Department of Neurology, Xiangya Hospital, Central South University, Changsha, China.
National Clinical Research Center for Geriatric Disorders, Xiangya Hospital, Central South University, Changsha, China.
J Cell Mol Med. 2022 Jul;26(14):3828-3836. doi: 10.1111/jcmm.17417. Epub 2022 Jun 6.
Congenital myasthenic syndrome (CMS) encompasses a heterogeneous group of inherited disorders affecting nerve transmission across the neuromuscular junction. The aim of this study was to characterize the clinical, physiological, pathohistological and genetic features of nine unrelated Chinese patients with CMS from a single neuromuscular centre. A total of nine patients aged from neonates to 34 years were enrolled who exhibited initial symptoms. Physical examinations revealed that all patients exhibited muscle weakness. Muscle biopsies demonstrated multiple myopathological changes, including increased fibre size variation, myofibrillar network disarray, necrosis, myofiber grouping, regeneration, fibre atrophy and angular fibres. Genetic testing revealed six different mutated genes, including AGRN (2/9), CHRNE (1/9), GFPT1 (1/9), GMPPB (1/9), PLEC (3/9) and SCN4A (1/9). In addition, patients exhibited differential responses to pharmacological treatment. Prompt utilization of genetic testing will identify novel variants and expand our understanding of the phenotype of this rare syndrome. Our findings contribute to the clinical, pathohistological and genetic spectrum of congenital myasthenic syndrome in China.
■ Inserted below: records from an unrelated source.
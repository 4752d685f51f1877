//! Scalar noise models for observation corruption.
//!
//! Observation terms may carry a [`NoiseModel`]; the observation manager
//! samples it element-wise when a group enables corruption. Sampling always
//! goes through a caller-supplied `Rng`, so corrupted observations are
//! reproducible from the manager's seed.

pub mod model;

pub use model::{NoiseError, NoiseModel};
先天性肌无力综合征(CMS)包括一组异质性遗传性疾病,影响神经肌肉接头的神经传递。本研究旨在描述来自单一神经肌肉中心的 9 例无关联的中国 CMS 患者的临床、生理、病理和遗传特征。共纳入 9 例年龄从新生儿至 34 岁的患者,这些患者均出现首发症状。体格检查显示所有患者均存在肌肉无力。肌肉活检显示多种肌病理改变,包括纤维大小变异增加、肌原纤维网络紊乱、坏死、肌纤维成组、再生、纤维萎缩和角纤维。基因检测显示 6 个不同的突变基因,包括 AGRN(2/9)、CHRNE(1/9)、GFPT1(1/9)、GMPPB(1/9)、PLEC(3/9)和 SCN4A(1/9)。此外,患者对药物治疗有不同的反应。及时进行基因检测将识别新的变异,并扩大我们对这种罕见综合征表型的认识。我们的发现有助于了解中国先天性肌无力综合征的临床、病理和遗传谱。